**BRIEF**
Please write out each entry exactly as it appears.

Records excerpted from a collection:
#![forbid(unsafe_code)]

use std::collections::BTreeMap;

use fp_columnar::{Column, ColumnError};
use fp_index::Index;
use serde::{Deserialize, Serialize};
use thiserror::Error;

#[derive(Debug, Error)]
pub enum FrameError {
    #[error("index length ({index_len}) does not match column length ({column_len})")]
    LengthMismatch { index_len: usize, column_len: usize },
    #[error("compatibility gate rejected operation: {0}")]
    CompatibilityRejected(String),
    #[error(transparent)]
    Column(#[from] ColumnError),
}

/// Column-oriented table: named, equal-length columns sharing one row index.
///
/// Column order is observable (`column_names`) and independent of the
/// storage map's key order.
#[derive(Debug, Clone, PartialEq, Serialize, Deserialize)]
pub struct DataFrame {
    index: Index,
    columns: BTreeMap<String, Column>,
    column_order: Vec<String>,
}

impl DataFrame {
    fn validate_column_lengths(
        index: &Index,
        columns: &BTreeMap<String, Column>,
    ) -> Result<(), FrameError> {
        for column in columns.values() {
            if column.len() != index.len() {
                return Err(FrameError::LengthMismatch {
                    index_len: index.len(),
                    column_len: column.len(),
                });
            }
        }
        Ok(())
    }

    fn normalize_column_order(
        columns: &BTreeMap<String, Column>,
        column_order: Vec<String>,
    ) -> Result<Vec<String>, FrameError> {
        if column_order.is_empty() {
            return Ok(columns.keys().cloned().collect());
        }

        let mut normalized = Vec::with_capacity(columns.len());
        for name in column_order {
            if !columns.contains_key(&name) {
                return Err(FrameError::CompatibilityRejected(format!(
                    "column '{name}' not found in data"
                )));
            }
            // A repeated selector keeps its last occurrence.
            if let Some(existing_idx) = normalized.iter().position(|entry| entry == &name) {
                normalized.remove(existing_idx);
            }
            normalized.push(name);
        }

        for name in columns.keys() {
            if !normalized.iter().any(|entry| entry == name) {
                normalized.push(name.clone());
            }
        }

        Ok(normalized)
    }

    /// Build a frame whose column order is the map's key order.
    pub fn new(index: Index, columns: BTreeMap<String, Column>) -> Result<Self, FrameError> {
        Self::validate_column_lengths(&index, &columns)?;
        let column_order = columns.keys().cloned().collect();
        Ok(Self {
            index,
            columns,
            column_order,
        })
    }

    /// Build a frame with an explicit column order. Names missing from
    /// `column_order` are appended in key order.
    pub fn new_with_column_order(
        index: Index,
        columns: BTreeMap<String, Column>,
        column_order: Vec<String>,
    ) -> Result<Self, FrameError> {
        Self::validate_column_lengths(&index, &columns)?;
        let column_order = Self::normalize_column_order(&columns, column_order)?;
        Ok(Self {
            index,
            columns,
            column_order,
        })
    }

    /// Build a frame from `(name, column)` pairs in the given order, with a
    /// `0..len` index. A repeated name keeps the last column.
    pub fn from_columns(pairs: Vec<(String, Column)>) -> Result<Self, FrameError> {
        let len = pairs.first().map_or(0, |(_, column)| column.len());
        let mut columns = BTreeMap::new();
        let mut column_order = Vec::with_capacity(pairs.len());
        for (name, column) in pairs {
            column_order.push(name.clone());
            columns.insert(name, column);
        }
        Self::new_with_column_order(Index::range(len), columns, column_order)
    }

    /// The zero-column, zero-row frame.
    #[must_use]
    pub fn empty() -> Self {
        Self {
            index: Index::default(),
            columns: BTreeMap::new(),
            column_order: Vec::new(),
        }
    }

    /// Return the number of rows.
    #[must_use]
    pub fn len(&self) -> usize {
        self.index.len()
    }

    /// Return true if the DataFrame has zero rows.
    #[must_use]
    pub fn is_empty(&self) -> bool {
        self.index.is_empty()
    }

    /// Return the number of columns.
    #[must_use]
    pub fn num_columns(&self) -> usize {
        self.columns.len()
    }

    #[must_use]
    pub fn index(&self) -> &Index {
        &self.index
    }

    /// Return the column names in observable DataFrame order.
    #[must_use]
    pub fn column_names(&self) -> Vec<&String> {
        self.column_order.iter().collect()
    }

    #[must_use]
    pub fn column(&self, name: &str) -> Option<&Column> {
        self.columns.get(name)
    }

    #[must_use]
    pub fn contains_column(&self, name: &str) -> bool {
        self.columns.contains_key(name)
    }

    /// Add or replace a column.
    ///
    /// Matches `df['new_col'] = values`: a new name is appended, an existing
    /// name keeps its position and gets the new values.
    pub fn with_column(&self, name: impl Into<String>, column: Column) -> Result<Self, FrameError> {
        if column.len() != self.len() {
            return Err(FrameError::LengthMismatch {
                index_len: self.len(),
                column_len: column.len(),
            });
        }
        let name = name.into();
        let mut columns = self.columns.clone();
        columns.insert(name.clone(), column);
        let mut column_order = self.column_order.clone();
        if !column_order.contains(&name) {
            column_order.push(name);
        }
        Self::new_with_column_order(self.index.clone(), columns, column_order)
    }
}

**RESPONSE AREA**
#![forbid(unsafe_code)]

use std::collections::BTreeMap;

use fp_columnar::{Column, ColumnError};
use fp_index::Index;
use serde::{Deserialize, Serialize};
use thiserror::Error;

#[derive(Debug, Error)]
pub enum FrameError {
    #[error("index length ({index_len}) does not match column length ({column_len})")]
    LengthMismatch { index_len: usize, column_len: usize },
    #[error("compatibility gate rejected operation: {0}")]
    CompatibilityRejected(String),
    #[error(transparent)]
    Column(#[from] ColumnError),
}

/// Column-oriented table: named, equal-length columns sharing one row index.
///
/// Column order is observable (`column_names`) and independent of the
/// storage map's key order.
#[derive(Debug, Clone, PartialEq, Serialize, Deserialize)]
pub struct DataFrame {
    index: Index,
    columns: BTreeMap<String, Column>,
    column_order: Vec<String>,
}

impl DataFrame {
    fn validate_column_lengths(
        index: &Index,
        columns: &BTreeMap<String, Column>,
    ) -> Result<(), FrameError> {
        for column in columns.values() {
            if column.len() != index.len() {
                return Err(FrameError::LengthMismatch {
                    index_len: index.len(),
                    column_len: column.len(),
                });
            }
        }
        Ok(())
    }

    fn normalize_column_order(
        columns: &BTreeMap<String, Column>,
        column_order: Vec<String>,
    ) -> Result<Vec<String>, FrameError> {
        if column_order.is_empty() {
            return Ok(columns.keys().cloned().collect());
        }

        let mut normalized = Vec::with_capacity(columns.len());
        for name in column_order {
            if !columns.contains_key(&name) {
                return Err(FrameError::CompatibilityRejected(format!(
                    "column '{name}' not found in data"
                )));
            }
            // A repeated selector keeps its last occurrence.
            if let Some(existing_idx) = normalized.iter().position(|entry| entry == &name) {
                normalized.remove(existing_idx);
            }
            normalized.push(name);
        }

        for name in columns.keys() {
            if !normalized.iter().any(|entry| entry == name) {
                normalized.push(name.clone());
            }
        }

        Ok(normalized)
    }

    /// Build a frame whose column order is the map's key order.
    pub fn new(index: Index, columns: BTreeMap<String, Column>) -> Result<Self, FrameError> {
        Self::validate_column_lengths(&index, &columns)?;
        let column_order = columns.keys().cloned().collect();
        Ok(Self {
            index,
            columns,
            column_order,
        })
    }

    /// Build a frame with an explicit column order. Names missing from
    /// `column_order` are appended in key order.
    pub fn new_with_column_order(
        index: Index,
        columns: BTreeMap<String, Column>,
        column_order: Vec<String>,
    ) -> Result<Self, FrameError> {
        Self::validate_column_lengths(&index, &columns)?;
        let column_order = Self::normalize_column_order(&columns, column_order)?;
        Ok(Self {
            index,
            columns,
            column_order,
        })
    }

    /// Build a frame from `(name, column)` pairs in the given order, with a
    /// `0..len` index. A repeated name keeps the last column.
    pub fn from_columns(pairs: Vec<(String, Column)>) -> Result<Self, FrameError> {
        let len = pairs.first().map_or(0, |(_, column)| column.len());
        let mut columns = BTreeMap::new();
        let mut column_order = Vec::with_capacity(pairs.len());
        for (name, column) in pairs {
            column_order.push(name.clone());
            columns.insert(name, column);
        }
        Self::new_with_column_order(Index::range(len), columns, column_order)
    }

    /// The zero-column, zero-row frame.
    #[must_use]
    pub fn empty() -> Self {
        Self {
            index: Index::default(),
            columns: BTreeMap::new(),
            column_order: Vec::new(),
        }
    }

    /// Return the number of rows.
    #[must_use]
    pub fn len(&self) -> usize {
        self.index.len()
    }

    /// Return true if the DataFrame has zero rows.
    #[must_use]
    pub fn is_empty(&self) -> bool {
        self.index.is_empty()
    }

    /// Return the number of columns.
    #[must_use]
    pub fn num_columns(&self) -> usize {
        self.columns.len()
    }

    #[must_use]
    pub fn index(&self) -> &Index {
        &self.index
    }

    /// Return the column names in observable DataFrame order.
    #[must_use]
    pub fn column_names(&self) -> Vec<&String> {
        self.column_order.iter().collect()
    }

    #[must_use]
    pub fn column(&self, name: &str) -> Option<&Column> {
        self.columns.get(name)
    }

    #[must_use]
    pub fn contains_column(&self, name: &str) -> bool {
        self.columns.contains_key(name)
    }

    /// Add or replace a column.
    ///
    /// Matches `df['new_col'] = values`: a new name is appended, an existing
    /// name keeps its position and gets the new values.
    pub fn with_column(&self, name: impl Into<String>, column: Column) -> Result<Self, FrameError> {
        if column.len() != self.len() {
            return Err(FrameError::LengthMismatch {
                index_len: self.len(),
                column_len: column.len(),
            });
        }
        let name = name.into();
        let mut columns = self.columns.clone();
        columns.insert(name.clone(), column);
        let mut column_order = self.column_order.clone();
        if !column_order.contains(&name) {
            column_order.push(name);
        }
        Self::new_with_column_order(self.index.clone(), columns, column_order)
    }
}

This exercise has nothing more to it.